Each line of the listing below containing the word "used" should be returned.

====

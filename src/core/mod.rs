//! Core domain types for the puzzle
//!
//! This module contains the fundamental domain types with zero external dependencies.
//! All types here are pure, testable, and have clear mathematical properties.

mod feedback;
mod word;

pub use feedback::{Feedback, Verdict};
pub use word::{WORD_LENGTH, Word, WordError};
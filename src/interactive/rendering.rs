//! TUI rendering with ratatui
//!
//! Tile grid, keyboard, and message log for the puzzle interface.

use super::app::{App, Message, MessageStyle};
use crate::core::{Verdict, WORD_LENGTH};
use crate::game::{Keyboard, Session, Status};
use crate::output::formatters::KEY_ROWS;
use ratatui::{
    Frame,
    layout::{Alignment, Constraint, Direction, Layout, Rect},
    style::{Color, Modifier, Style},
    text::{Line, Span},
    widgets::{Block, BorderType, Borders, List, ListItem, Paragraph},
};

/// Main UI rendering function
pub fn ui(f: &mut Frame, app: &App) {
    let chunks = Layout::default()
        .direction(Direction::Vertical)
        .constraints([
            Constraint::Length(3),  // Header
            Constraint::Min(14),    // Board
            Constraint::Length(5),  // Keyboard
            Constraint::Length(7),  // Messages
            Constraint::Length(3),  // Status bar
        ])
        .split(f.area());

    render_header(f, app, chunks[0]);
    render_board(f, &app.session, chunks[1]);
    render_keyboard(f, app.session.keyboard(), chunks[2]);
    render_messages(f, &app.messages, chunks[3]);
    render_status(f, app, chunks[4]);
}

fn render_header(f: &mut Frame, app: &App, area: Rect) {
    let header = Paragraph::new(format!("DAILY WORD PUZZLE - {}", app.label))
        .style(
            Style::default()
                .fg(Color::Cyan)
                .add_modifier(Modifier::BOLD),
        )
        .alignment(Alignment::Center)
        .block(
            Block::default()
                .borders(Borders::ALL)
                .border_type(BorderType::Rounded)
                .style(Style::default().fg(Color::Cyan)),
        );
    f.render_widget(header, area);
}

fn verdict_style(verdict: Verdict) -> Style {
    match verdict {
        Verdict::Correct => Style::default()
            .fg(Color::Black)
            .bg(Color::Green)
            .add_modifier(Modifier::BOLD),
        Verdict::WrongLocation => Style::default()
            .fg(Color::Black)
            .bg(Color::Yellow)
            .add_modifier(Modifier::BOLD),
        Verdict::Absent => Style::default().fg(Color::White).bg(Color::DarkGray),
    }
}

fn render_board(f: &mut Frame, session: &Session, area: Rect) {
    let mut lines: Vec<Line> = Vec::with_capacity(session.max_attempts() * 2);

    for guess in session.board().guesses() {
        let mut spans = Vec::with_capacity(WORD_LENGTH * 2);
        for (i, &ch) in guess.word().chars().iter().enumerate() {
            spans.push(Span::styled(
                format!(" {} ", (ch as char).to_ascii_uppercase()),
                verdict_style(guess.feedback().verdict_at(i)),
            ));
            spans.push(Span::raw(" "));
        }
        lines.push(Line::from(spans));
        lines.push(Line::default());
    }

    let mut used = session.board().guess_count();
    if session.status() == Status::InProgress && used < session.max_attempts() {
        let active = session.board().active().as_bytes();
        let mut spans = Vec::with_capacity(WORD_LENGTH * 2);
        for i in 0..WORD_LENGTH {
            let span = match active.get(i) {
                Some(&ch) => Span::styled(
                    format!(" {} ", (ch as char).to_ascii_uppercase()),
                    Style::default()
                        .fg(Color::White)
                        .add_modifier(Modifier::BOLD | Modifier::UNDERLINED),
                ),
                None => Span::styled(" · ", Style::default().fg(Color::DarkGray)),
            };
            spans.push(span);
            spans.push(Span::raw(" "));
        }
        lines.push(Line::from(spans));
        lines.push(Line::default());
        used += 1;
    }

    for _ in used..session.max_attempts() {
        let mut spans = Vec::with_capacity(WORD_LENGTH * 2);
        for _ in 0..WORD_LENGTH {
            spans.push(Span::styled(" · ", Style::default().fg(Color::DarkGray)));
            spans.push(Span::raw(" "));
        }
        lines.push(Line::from(spans));
        lines.push(Line::default());
    }

    let board = Paragraph::new(lines).alignment(Alignment::Center).block(
        Block::default()
            .title(" Board ")
            .borders(Borders::ALL)
            .border_type(BorderType::Rounded),
    );

    f.render_widget(board, area);
}

fn key_style(keyboard: &Keyboard, ch: char) -> Style {
    match keyboard.verdict_for(ch) {
        Some(verdict) => verdict_style(verdict),
        None => Style::default().fg(Color::White),
    }
}

fn render_keyboard(f: &mut Frame, keyboard: &Keyboard, area: Rect) {
    let lines: Vec<Line> = KEY_ROWS
        .iter()
        .map(|row| {
            let mut spans = Vec::with_capacity(row.len() * 2);
            for ch in row.chars() {
                spans.push(Span::styled(
                    format!(" {} ", ch.to_ascii_uppercase()),
                    key_style(keyboard, ch),
                ));
                spans.push(Span::raw(" "));
            }
            Line::from(spans)
        })
        .collect();

    let keyboard_widget = Paragraph::new(lines)
        .alignment(Alignment::Center)
        .block(Block::default().borders(Borders::ALL).title(" Keyboard "));

    f.render_widget(keyboard_widget, area);
}

fn render_messages(f: &mut Frame, messages: &[Message], area: Rect) {
    let items: Vec<ListItem> = messages
        .iter()
        .rev()
        .map(|msg| {
            let style = match msg.style {
                MessageStyle::Info => Style::default().fg(Color::White),
                MessageStyle::Success => Style::default().fg(Color::Green),
                MessageStyle::Error => Style::default().fg(Color::Red),
            };
            ListItem::new(msg.text.clone()).style(style)
        })
        .collect();

    let list = List::new(items).block(Block::default().title(" Messages ").borders(Borders::ALL));

    f.render_widget(list, area);
}

fn render_status(f: &mut Frame, app: &App, area: Rect) {
    let chunks = Layout::default()
        .direction(Direction::Horizontal)
        .constraints([
            Constraint::Percentage(33),
            Constraint::Percentage(34),
            Constraint::Percentage(33),
        ])
        .split(area);

    let state_text = match app.session.status() {
        Status::InProgress => format!(
            "Guess {}/{}",
            app.session.board().guess_count() + 1,
            app.session.max_attempts()
        ),
        Status::Won => "Solved!".to_string(),
        Status::Lost => "Out of guesses".to_string(),
    };
    let state = Paragraph::new(state_text).alignment(Alignment::Center);
    f.render_widget(state, chunks[0]);

    let mode_text = if app.practice {
        "Mode: Practice"
    } else {
        "Mode: Daily"
    };
    let mode = Paragraph::new(mode_text).alignment(Alignment::Center);
    f.render_widget(mode, chunks[1]);

    let help_text = if app.session.status() == Status::InProgress {
        "Esc: Quit | Backspace: Delete | Enter: Submit"
    } else if app.practice {
        "q/Esc: Quit | n: New Word"
    } else {
        "q/Esc: Quit"
    };
    let help = Paragraph::new(help_text)
        .alignment(Alignment::Center)
        .style(Style::default().fg(Color::DarkGray));
    f.render_widget(help, chunks[2]);
}
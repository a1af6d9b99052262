//! TUI application state and logic

use crate::game::{MAX_ATTEMPTS, Outcome, Session, Status, SubmitResult};
use crate::wordlists::Catalog;
use anyhow::Result;
use crossterm::{
    event::{
        self, DisableMouseCapture, EnableMouseCapture, Event, KeyCode, KeyEventKind, KeyModifiers,
    },
    execute,
    terminal::{EnterAlternateScreen, LeaveAlternateScreen, disable_raw_mode, enable_raw_mode},
};
use ratatui::{Terminal, backend::CrosstermBackend};
use std::io;

/// Application state
pub struct App<'a> {
    pub session: Session<'a>,
    pub catalog: &'a Catalog,
    pub label: String,
    pub practice: bool,
    pub messages: Vec<Message>,
    pub should_quit: bool,
}

#[derive(Debug, Clone)]
pub struct Message {
    pub text: String,
    pub style: MessageStyle,
}

#[derive(Debug, Clone)]
pub enum MessageStyle {
    Info,
    Success,
    Error,
}

impl<'a> App<'a> {
    #[must_use]
    pub fn new(
        catalog: &'a Catalog,
        session: Session<'a>,
        label: impl Into<String>,
        practice: bool,
    ) -> Self {
        Self {
            session,
            catalog,
            label: label.into(),
            practice,
            messages: vec![Message {
                text: "Type a five-letter word and press Enter.".to_string(),
                style: MessageStyle::Info,
            }],
            should_quit: false,
        }
    }

    /// Submit the active entry and translate the result into messages
    pub fn handle_submit(&mut self) {
        let Ok(result) = self.session.submit_guess() else {
            // Terminal session; the key handler already gates this path
            return;
        };

        match result {
            SubmitResult::Rejected(reason) => {
                self.add_message(&reason.to_string(), MessageStyle::Error);
            }
            SubmitResult::Scored { outcome, .. } => match outcome {
                Outcome::Won => {
                    self.add_message("You Got it!", MessageStyle::Success);
                    self.add_message(self.end_hint(), MessageStyle::Info);
                }
                Outcome::Lost => {
                    let reveal = self.session.target().text().to_uppercase();
                    self.add_message(&reveal, MessageStyle::Error);
                    self.add_message(self.end_hint(), MessageStyle::Info);
                }
                Outcome::Continue => {}
            },
        }
    }

    /// Start a fresh practice game against a randomly chosen target
    pub fn new_practice_game(&mut self) {
        use rand::prelude::IndexedRandom;

        if let Some(target) = self.catalog.targets().choose(&mut rand::rng()) {
            self.session = Session::new(self.catalog, target.clone(), MAX_ATTEMPTS);
            self.messages.clear();
            self.add_message("New practice word chosen. Good luck!", MessageStyle::Info);
        } else {
            self.add_message("No targets available!", MessageStyle::Error);
        }
    }

    fn end_hint(&self) -> &'static str {
        if self.practice {
            "Press 'n' for a new word or 'q' to quit."
        } else {
            "Press 'q' to quit. Come back tomorrow!"
        }
    }

    pub fn add_message(&mut self, text: &str, style: MessageStyle) {
        self.messages.push(Message {
            text: text.to_string(),
            style,
        });

        // Keep only last 5 messages
        if self.messages.len() > 5 {
            self.messages.remove(0);
        }
    }
}

/// Run the TUI application
///
/// # Errors
///
/// Returns an error if terminal setup/cleanup fails or if there's an I/O error
/// during rendering or event handling.
pub fn run_tui(app: App) -> Result<()> {
    // Setup terminal
    enable_raw_mode()?;
    let mut stdout = io::stdout();
    execute!(stdout, EnterAlternateScreen, EnableMouseCapture)?;
    let backend = CrosstermBackend::new(stdout);
    let mut terminal = Terminal::new(backend)?;

    // Run app
    let res = run_app(&mut terminal, app);

    // Restore terminal
    disable_raw_mode()?;
    execute!(
        terminal.backend_mut(),
        LeaveAlternateScreen,
        DisableMouseCapture
    )?;
    terminal.show_cursor()?;

    if let Err(err) = res {
        eprintln!("Error: {err}");
    }

    Ok(())
}

fn run_app<B: ratatui::backend::Backend>(terminal: &mut Terminal<B>, mut app: App) -> Result<()> {
    loop {
        terminal.draw(|f| super::rendering::ui(f, &app))?;

        if let Event::Key(key) = event::read()? {
            // Only process key press events (fixes Windows double-input bug)
            if key.kind != KeyEventKind::Press {
                continue;
            }

            match key.code {
                KeyCode::Char('c') if key.modifiers.contains(KeyModifiers::CONTROL) => {
                    app.should_quit = true;
                }
                KeyCode::Esc => {
                    app.should_quit = true;
                }
                KeyCode::Char(c) => {
                    if app.session.status() == Status::InProgress {
                        // Every letter goes to the board; quit is Esc/Ctrl-C
                        app.session.press_letter(c);
                    } else {
                        match c {
                            'q' => app.should_quit = true,
                            'n' if app.practice => app.new_practice_game(),
                            _ => {}
                        }
                    }
                }
                KeyCode::Backspace | KeyCode::Delete => {
                    app.session.delete_letter();
                }
                KeyCode::Enter => {
                    if app.session.status() == Status::InProgress {
                        app.handle_submit();
                    }
                }
                _ => {}
            }
        }

        if app.should_quit {
            break;
        }
    }

    Ok(())
}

====

- Solution:
    let mut used = session.board().guess_count();
    if session.status() == Status::InProgress && used < session.max_attempts() {
        used += 1;
    for _ in used..session.max_attempts() {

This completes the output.